The use of tax-exempt bonds to assist first-time home buyers is an expensive and inefficient form of subsidy, and the majority of the beneficiaries are people "who probably could have purchased homes without assistance," according to a study by the General Accounting Office.
The bond mechanism is so inefficient that the same level of help could have been provided for roughly a quarter of the cost through a straight subsidy program, the GAO said.
The congressional agency calculated that approximately $10 billion was raised with the bonds in 1981 and 1982, which will result in a tax revenue loss of $2.66 billion. "A direct subsidy program providing the same number of loans could have been funded for about $680 million--a savings of about $2 billion," the report said.
"Providing subsidies directly to households using a grant or carefully structured tax credit would be less costly than mortgage revenue bond financing," the study concluded.
The federal law providing authority for the bonds--the 1980 Mortgage Subsidy Bond Tax Act--expires at the end of this year, and states and localities are campaigning energetically to have it extended. Thomas W. White of the Council of State Housing Agencies told a Senate Banking subcommittee last month that elimination of this "sunset" is his group's "number one priority."
Proponents of the bonds point to their widespread popularity and the continuing problem that first-time buyers have coping with both the high cost of houses and the high cost of money.
"Last year one-third of all first-time home buyers in this country received financing through the use of mortgage revenue bonds," according to White.
Opponents, who will gain considerable ammunition from the GAO report, long have argued that the bonds are unnecessary and a drain on the Treasury.
The report was requested by Sen. Robert J. Dole (R-Kan.), chairman of the Senate Finance Committee.

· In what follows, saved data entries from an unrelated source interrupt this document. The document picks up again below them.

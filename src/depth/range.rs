//! Depth range state and clipping policy

use serde::{Deserialize, Serialize};
use std::fmt;
use std::str::FromStr;

use crate::error::DepthError;

/// Smallest accepted upper limit of a range
pub const MIN_RANGE_MAX: f32 = 0.1;

/// Default metric range limit in metres
pub const DEFAULT_METRIC_MAX: f32 = 10.0;

/// Clamp that tolerates `lo > hi` and NaN input, preferring `lo`
fn clamp(value: f32, lo: f32, hi: f32) -> f32 {
    value.min(hi).max(lo)
}

/// Near/far planes and clip threshold of one depth interpretation.
///
/// Invariant: `0 <= near <= far <= max` and `0 <= clip <= 1`.
#[derive(Debug, Clone, Copy, PartialEq, Serialize, Deserialize)]
pub struct DepthRange {
    pub near: f32,
    pub far: f32,
    pub max: f32,
    pub clip: f32,
}

impl DepthRange {
    /// Metric range, 0 to 10 metres
    pub fn metric() -> Self {
        Self {
            near: 0.0,
            far: DEFAULT_METRIC_MAX,
            max: DEFAULT_METRIC_MAX,
            clip: 1.0,
        }
    }

    /// Raw range over normalized samples
    pub fn raw() -> Self {
        Self {
            near: 0.0,
            far: 1.0,
            max: 1.0,
            clip: 1.0,
        }
    }

    /// Set the upper limit (absolute), pulling near and far inside it
    pub fn set_max(&mut self, value: f32) {
        self.max = if value.is_nan() { MIN_RANGE_MAX } else { value.max(MIN_RANGE_MAX) };
        self.near = clamp(self.near, 0.0, self.far.min(self.max));
        self.far = clamp(self.far, self.near, self.max);
    }

    /// Set the near plane as a fraction of `max`
    pub fn set_near(&mut self, fraction: f32) {
        self.near = clamp(fraction * self.max, 0.0, self.far);
    }

    /// Set the far plane as a fraction of `max`
    pub fn set_far(&mut self, fraction: f32) {
        self.far = clamp(fraction * self.max, self.near, self.max);
    }

    /// Set the clip threshold in normalized depth
    pub fn set_clip(&mut self, value: f32) {
        self.clip = clamp(value, 0.0, 1.0);
    }

    pub fn is_valid(&self) -> bool {
        0.0 <= self.near
            && self.near <= self.far
            && self.far <= self.max
            && (0.0..=1.0).contains(&self.clip)
    }
}

/// How samples beyond the clip threshold are rendered
#[derive(Debug, Clone, Copy, PartialEq, Eq, Default, Serialize, Deserialize)]
#[serde(rename_all = "kebab-case")]
pub enum ClipMode {
    /// Samples at or past the threshold become background
    #[default]
    EraseBack = 0,
    /// Samples before the threshold become background
    EraseFront = 1,
    /// Samples at or past the threshold are held at the threshold
    ClampBack = 2,
    /// Samples before the threshold are held at the threshold
    ClampFront = 3,
}

impl ClipMode {
    pub const ALL: [ClipMode; 4] = [
        ClipMode::EraseBack,
        ClipMode::EraseFront,
        ClipMode::ClampBack,
        ClipMode::ClampFront,
    ];

    /// Map a normalized depth to its clipped output in `[0, 1]`
    #[inline]
    pub fn apply(self, depth: f32, clip: f32) -> f32 {
        match self {
            ClipMode::EraseBack => {
                if depth < clip {
                    depth
                } else {
                    1.0
                }
            }
            ClipMode::EraseFront => {
                if depth >= clip {
                    depth
                } else {
                    1.0
                }
            }
            ClipMode::ClampBack => {
                if depth < clip {
                    depth
                } else {
                    clip
                }
            }
            ClipMode::ClampFront => {
                if depth >= clip {
                    depth
                } else {
                    clip
                }
            }
        }
    }

    pub fn name(&self) -> &'static str {
        match self {
            ClipMode::EraseBack => "erase-back",
            ClipMode::EraseFront => "erase-front",
            ClipMode::ClampBack => "clamp-back",
            ClipMode::ClampFront => "clamp-front",
        }
    }
}

impl TryFrom<u8> for ClipMode {
    type Error = DepthError;

    fn try_from(value: u8) -> Result<Self, Self::Error> {
        ClipMode::ALL
            .get(value as usize)
            .copied()
            .ok_or(DepthError::UnknownClipMode(value))
    }
}

impl FromStr for ClipMode {
    type Err = DepthError;

    fn from_str(s: &str) -> Result<Self, Self::Err> {
        ClipMode::ALL
            .iter()
            .find(|mode| mode.name().eq_ignore_ascii_case(s))
            .copied()
            .ok_or_else(|| DepthError::UnknownClipModeName(s.to_string()))
    }
}

impl fmt::Display for ClipMode {
    fn fmt(&self, f: &mut fmt::Formatter<'_>) -> fmt::Result {
        f.write_str(self.name())
    }
}

#[cfg(test)]
mod tests {
    use super::*;
    use proptest::prelude::*;

    #[test]
    fn test_setters_clamp() {
        let mut range = DepthRange::metric();

        range.set_far(0.5);
        assert_eq!(range.far, 5.0);

        range.set_near(0.8);
        assert_eq!(range.near, 5.0);

        range.set_far(0.1);
        assert_eq!(range.far, 5.0);

        range.set_clip(3.0);
        assert_eq!(range.clip, 1.0);
        range.set_clip(-1.0);
        assert_eq!(range.clip, 0.0);

        range.set_max(0.0);
        assert_eq!(range.max, MIN_RANGE_MAX);
        assert!(range.is_valid());
        assert_eq!(range.near, MIN_RANGE_MAX);
        assert_eq!(range.far, MIN_RANGE_MAX);
    }

    #[test]
    fn test_clip_mode_table() {
        assert_eq!(ClipMode::EraseBack.apply(0.3, 0.5), 0.3);
        assert_eq!(ClipMode::EraseBack.apply(0.5, 0.5), 1.0);
        assert_eq!(ClipMode::EraseFront.apply(0.3, 0.5), 1.0);
        assert_eq!(ClipMode::EraseFront.apply(0.5, 0.5), 0.5);
        assert_eq!(ClipMode::ClampBack.apply(0.7, 0.5), 0.5);
        assert_eq!(ClipMode::ClampBack.apply(0.2, 0.5), 0.2);
        assert_eq!(ClipMode::ClampFront.apply(0.2, 0.5), 0.5);
        assert_eq!(ClipMode::ClampFront.apply(0.7, 0.5), 0.7);
    }

    #[test]
    fn test_clip_mode_conversions() {
        assert_eq!(ClipMode::try_from(2).unwrap(), ClipMode::ClampBack);
        assert_eq!(ClipMode::try_from(4).unwrap_err(), DepthError::UnknownClipMode(4));
        assert_eq!("Erase-Front".parse::<ClipMode>().unwrap(), ClipMode::EraseFront);
        assert!("sideways".parse::<ClipMode>().is_err());
    }

    proptest! {
        #[test]
        fn prop_range_invariant_holds(ops in prop::collection::vec((0u8..4, -2.0f32..20.0), 0..40)) {
            let mut range = DepthRange::metric();
            for (op, value) in ops {
                match op {
                    0 => range.set_max(value),
                    1 => range.set_near(value),
                    2 => range.set_far(value),
                    _ => range.set_clip(value),
                }
                prop_assert!(range.is_valid(), "{:?}", range);
            }
        }
    }
}
//! Background frame recorder
//!
//! Owns one [`Frame`] and a writer thread. Producers copy into the frame and
//! call [`FrameRecorder::update`]; the writer wakes, takes the frame lock with
//! a bounded wait and writes the pixels as the next numbered file in its
//! session directory. A frame the writer cannot lock in time is dropped.

pub mod writer;

use chrono::Local;
use crossbeam_channel::{bounded, Receiver, Sender, TrySendError};
use parking_lot::{Condvar, Mutex};
use std::path::{Path, PathBuf};
use std::sync::atomic::{AtomicBool, AtomicU64, Ordering};
use std::sync::Arc;
use std::thread::{self, JoinHandle};
use std::time::Duration;

use crate::config::RecorderConfig;
use crate::error::RecordError;
use crate::frame::{Frame, FrameBuffer};

pub use writer::{create_session_directory, write_frame, RecordFormat};

/// Write errors kept for `check_errors`
const ERROR_CAPACITY: usize = 16;

/// Frames written and dropped so far
#[derive(Debug, Clone, Copy, Default, PartialEq, Eq)]
pub struct RecorderStats {
    pub written: u64,
    pub dropped: u64,
}

struct Shared {
    frame: Frame,
    pending: Mutex<bool>,
    wake: Condvar,
    running: AtomicBool,
    written: AtomicU64,
    dropped: AtomicU64,
}

/// Writes submitted frames to disk on its own thread
pub struct FrameRecorder {
    shared: Arc<Shared>,
    directory: PathBuf,
    format: RecordFormat,
    thread_handle: Option<JoinHandle<()>>,
    error_rx: Receiver<RecordError>,
}

impl FrameRecorder {
    /// Create a session directory under `root` and start the writer
    pub fn start(
        root: &Path,
        prefix: &str,
        format: RecordFormat,
        compress: bool,
        lock_timeout: Duration,
    ) -> Result<Self, RecordError> {
        let directory = create_session_directory(root, prefix, &Local::now())?;
        tracing::info!("Recording {} frames to {}", format, directory.display());

        let shared = Arc::new(Shared {
            frame: Frame::new(),
            pending: Mutex::new(false),
            wake: Condvar::new(),
            running: AtomicBool::new(true),
            written: AtomicU64::new(0),
            dropped: AtomicU64::new(0),
        });
        let (error_tx, error_rx) = bounded::<RecordError>(ERROR_CAPACITY);

        let writer = Writer {
            shared: shared.clone(),
            directory: directory.clone(),
            format,
            compress,
            lock_timeout,
            error_tx,
        };
        let handle = thread::Builder::new()
            .name("frame-recorder".to_string())
            .spawn(move || writer.run())
            .map_err(|e| RecordError::Spawn(e.to_string()))?;

        Ok(Self {
            shared,
            directory,
            format,
            thread_handle: Some(handle),
            error_rx,
        })
    }

    pub fn from_config(config: &RecorderConfig) -> Result<Self, RecordError> {
        Self::start(
            &config.directory,
            &config.prefix,
            config.format,
            config.compress,
            config.lock_timeout(),
        )
    }

    /// The recorder's own frame. Lock it, fill it, then call [`update`](Self::update).
    pub fn frame(&self) -> &Frame {
        &self.shared.frame
    }

    /// Copy `source` into the recorder frame and wake the writer.
    ///
    /// Returns `false` and drops the frame if the writer is still busy with
    /// the previous one.
    pub fn submit(&self, source: &FrameBuffer) -> bool {
        {
            let mut control = self.shared.frame.control();
            if !control.try_lock() {
                self.shared.dropped.fetch_add(1, Ordering::Relaxed);
                return false;
            }
            if let Some(buffer) = control.get_mut() {
                buffer.copy_from(source);
            }
        }
        self.update();
        true
    }

    /// Wake the writer to record the current frame contents
    pub fn update(&self) {
        *self.shared.pending.lock() = true;
        self.shared.wake.notify_one();
    }

    /// Stop the writer and wait for it to finish the file in progress
    pub fn stop(&mut self) {
        self.shared.running.store(false, Ordering::SeqCst);
        {
            let mut pending = self.shared.pending.lock();
            *pending = true;
            self.shared.wake.notify_all();
        }

        if let Some(handle) = self.thread_handle.take() {
            if handle.join().is_err() {
                tracing::error!("Recorder thread panicked");
            }
        }
    }

    pub fn is_running(&self) -> bool {
        self.shared.running.load(Ordering::SeqCst)
    }

    pub fn directory(&self) -> &Path {
        &self.directory
    }

    pub fn format(&self) -> RecordFormat {
        self.format
    }

    pub fn stats(&self) -> RecorderStats {
        RecorderStats {
            written: self.shared.written.load(Ordering::Relaxed),
            dropped: self.shared.dropped.load(Ordering::Relaxed),
        }
    }

    /// Next write error reported by the writer, if any
    pub fn check_errors(&self) -> Option<RecordError> {
        self.error_rx.try_recv().ok()
    }
}

impl Drop for FrameRecorder {
    fn drop(&mut self) {
        self.stop();
    }
}

struct Writer {
    shared: Arc<Shared>,
    directory: PathBuf,
    format: RecordFormat,
    compress: bool,
    lock_timeout: Duration,
    error_tx: Sender<RecordError>,
}

impl Writer {
    fn run(self) {
        let mut index = 0u64;

        loop {
            {
                let mut pending = self.shared.pending.lock();
                while !*pending && self.shared.running.load(Ordering::SeqCst) {
                    self.shared.wake.wait(&mut pending);
                }
                if !self.shared.running.load(Ordering::SeqCst) {
                    break;
                }
                *pending = false;
            }

            let mut control = self.shared.frame.control();
            if !control.try_lock_for(self.lock_timeout) {
                self.shared.dropped.fetch_add(1, Ordering::Relaxed);
                tracing::trace!("Recorder frame busy, dropping");
                continue;
            }

            let Some(buffer) = control.get().filter(|b| !b.is_empty()) else {
                self.shared.dropped.fetch_add(1, Ordering::Relaxed);
                continue;
            };

            let path = self.directory.join(writer::frame_file_name(index, self.format));
            if let Err(e) = write_frame(&path, buffer, self.format, self.compress) {
                tracing::error!("Recording stopped: {}", e);
                report_error(&self.error_tx, e);
                self.shared.running.store(false, Ordering::SeqCst);
                break;
            }

            index += 1;
            self.shared.written.fetch_add(1, Ordering::Relaxed);
        }

        tracing::debug!(
            written = self.shared.written.load(Ordering::Relaxed),
            dropped = self.shared.dropped.load(Ordering::Relaxed),
            "Recorder thread stopped"
        );
    }
}

/// Queue an error for `check_errors`. Returns `false` if it had to be discarded.
fn report_error(errors: &Sender<RecordError>, error: RecordError) -> bool {
    match errors.try_send(error) {
        Ok(()) => true,
        Err(TrySendError::Full(error)) => {
            tracing::warn!("Recorder error queue full, discarding: {}", error);
            false
        }
        Err(TrySendError::Disconnected(_)) => false,
    }
}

The subsidy works this way: A state agency issues tax-exempt bonds. Because of the tax benefit, these bonds carry below-market interest rates. The agency then takes the money it has raised and makes low-interest loans to home buyers.
The problem, the GAO report said, is that "the loss in federal revenue--the largest single cost of mortgage revenue bonds--is inevitably much greater than either the reduction in borrowing costs to state and local governments or the reduction in interest rates to home buyers." And it noted that "the average buyer of tax-exempt mortgage revenue bonds, who is typically a high-income individual or financial institution, receives tax savings much greater than the interest savings provided to the average assisted homebuyer."
The report also "found that most subsidized home loans were not made to low- and moderate-income households in need of assistance, but rather to those who probably could have purchased homes without assistance." Indeed, the "typical" home buyer under the program last year was "an individual or two persons between 20 and 35 years of age with an income between $20,000 and $40,000," the report said.
The GAO also found that "53 percent of the subsidized borrowers were among the more affluent half of the families in their states."
Only about 25 percent of mortgage revenue bond funds went to low- and moderate income households--those with less than 80 percent of the median income for their area--it said.
The fact that most of the aid goes to higher-income people means that the cost-effectiveness of the program is "further degraded," GAO said. If one assumes that the program is meant to aid low- and moderate-income people but only a quarter of the aid actually gets to them, "then the actual cost per targeted household would be four times the cost we estimate in this report," GAO said.
Finally, the GAO noted, "The issuance of mortgage revenue bonds has been found to have a negative impact on interest rates for other state and municipal borrowing." This is because the growing popularity of the program has resulted in large numbers of offerings, resulting in an oversupply of tax-exempts on the market, which in turn means that interest rates have to rise to attract buyers.